*** Opening of Given data ***

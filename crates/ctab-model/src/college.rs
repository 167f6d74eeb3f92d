#![forbid(unsafe_code)]

//! The college record.

use std::fmt;

use serde::{Deserialize, Serialize};

/// One row of the table.
///
/// `id` and `name` are required. The numeric columns may be absent in the
/// source data; absent values render as blank and sort after present ones.
#[derive(Debug, Clone, PartialEq, Serialize, Deserialize)]
pub struct College {
    /// Unique, stable identifier.
    pub id: u32,
    /// Display name; the search box matches against this.
    pub name: String,
    /// Rating, typically 0–5.
    #[serde(default)]
    pub rating: Option<f64>,
    /// Fee amount.
    #[serde(default)]
    pub fees: Option<f64>,
    /// User review score, numeric or free text.
    #[serde(default, rename = "userReview")]
    pub user_review: Option<Review>,
    /// Highlighted in the table when set.
    #[serde(default)]
    pub featured: bool,
}

impl College {
    /// A record with only the required fields set.
    pub fn new(id: u32, name: impl Into<String>) -> Self {
        Self {
            id,
            name: name.into(),
            rating: None,
            fees: None,
            user_review: None,
            featured: false,
        }
    }

    /// Set the rating.
    #[must_use]
    pub fn with_rating(mut self, rating: f64) -> Self {
        self.rating = Some(rating);
        self
    }

    /// Set the fees.
    #[must_use]
    pub fn with_fees(mut self, fees: f64) -> Self {
        self.fees = Some(fees);
        self
    }

    /// Set the user review.
    #[must_use]
    pub fn with_review(mut self, review: impl Into<Review>) -> Self {
        self.user_review = Some(review.into());
        self
    }

    /// Set the featured flag.
    #[must_use]
    pub fn with_featured(mut self, featured: bool) -> Self {
        self.featured = featured;
        self
    }
}

/// A user review: either a numeric score or a free-text grade.
#[derive(Debug, Clone, PartialEq, Serialize, Deserialize)]
#[serde(untagged)]
pub enum Review {
    /// Numeric score, e.g. `8.7`.
    Score(f64),
    /// Text review, e.g. `"Excellent"` or `"8.7/10"`.
    Text(String),
}

impl From<f64> for Review {
    fn from(score: f64) -> Self {
        Review::Score(score)
    }
}

impl From<&str> for Review {
    fn from(text: &str) -> Self {
        Review::Text(text.to_owned())
    }
}

impl From<String> for Review {
    fn from(text: String) -> Self {
        Review::Text(text)
    }
}

impl fmt::Display for Review {
    fn fmt(&self, f: &mut fmt::Formatter<'_>) -> fmt::Result {
        match self {
            Review::Score(score) => write!(f, "{score}"),
            Review::Text(text) => f.write_str(text),
        }
    }
}

/// Render an optional number the way the table shows it (blank when absent).
pub fn display_number(value: Option<f64>) -> String {
    value.map(|v| v.to_string()).unwrap_or_default()
}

*** Close of Given data ***

## Task statement
Copy word for word the stretch of entries above from the line that has "of the table." through the line that has "fn from(score: f64)", both ends included, and nothing outside it.

## Task response
/// One row of the table.
///
/// `id` and `name` are required. The numeric columns may be absent in the
/// source data; absent values render as blank and sort after present ones.
#[derive(Debug, Clone, PartialEq, Serialize, Deserialize)]
pub struct College {
    /// Unique, stable identifier.
    pub id: u32,
    /// Display name; the search box matches against this.
    pub name: String,
    /// Rating, typically 0–5.
    #[serde(default)]
    pub rating: Option<f64>,
    /// Fee amount.
    #[serde(default)]
    pub fees: Option<f64>,
    /// User review score, numeric or free text.
    #[serde(default, rename = "userReview")]
    pub user_review: Option<Review>,
    /// Highlighted in the table when set.
    #[serde(default)]
    pub featured: bool,
}

impl College {
    /// A record with only the required fields set.
    pub fn new(id: u32, name: impl Into<String>) -> Self {
        Self {
            id,
            name: name.into(),
            rating: None,
            fees: None,
            user_review: None,
            featured: false,
        }
    }

    /// Set the rating.
    #[must_use]
    pub fn with_rating(mut self, rating: f64) -> Self {
        self.rating = Some(rating);
        self
    }

    /// Set the fees.
    #[must_use]
    pub fn with_fees(mut self, fees: f64) -> Self {
        self.fees = Some(fees);
        self
    }

    /// Set the user review.
    #[must_use]
    pub fn with_review(mut self, review: impl Into<Review>) -> Self {
        self.user_review = Some(review.into());
        self
    }

    /// Set the featured flag.
    #[must_use]
    pub fn with_featured(mut self, featured: bool) -> Self {
        self.featured = featured;
        self
    }
}

/// A user review: either a numeric score or a free-text grade.
#[derive(Debug, Clone, PartialEq, Serialize, Deserialize)]
#[serde(untagged)]
pub enum Review {
    /// Numeric score, e.g. `8.7`.
    Score(f64),
    /// Text review, e.g. `"Excellent"` or `"8.7/10"`.
    Text(String),
}

impl From<f64> for Review {
    fn from(score: f64) -> Self {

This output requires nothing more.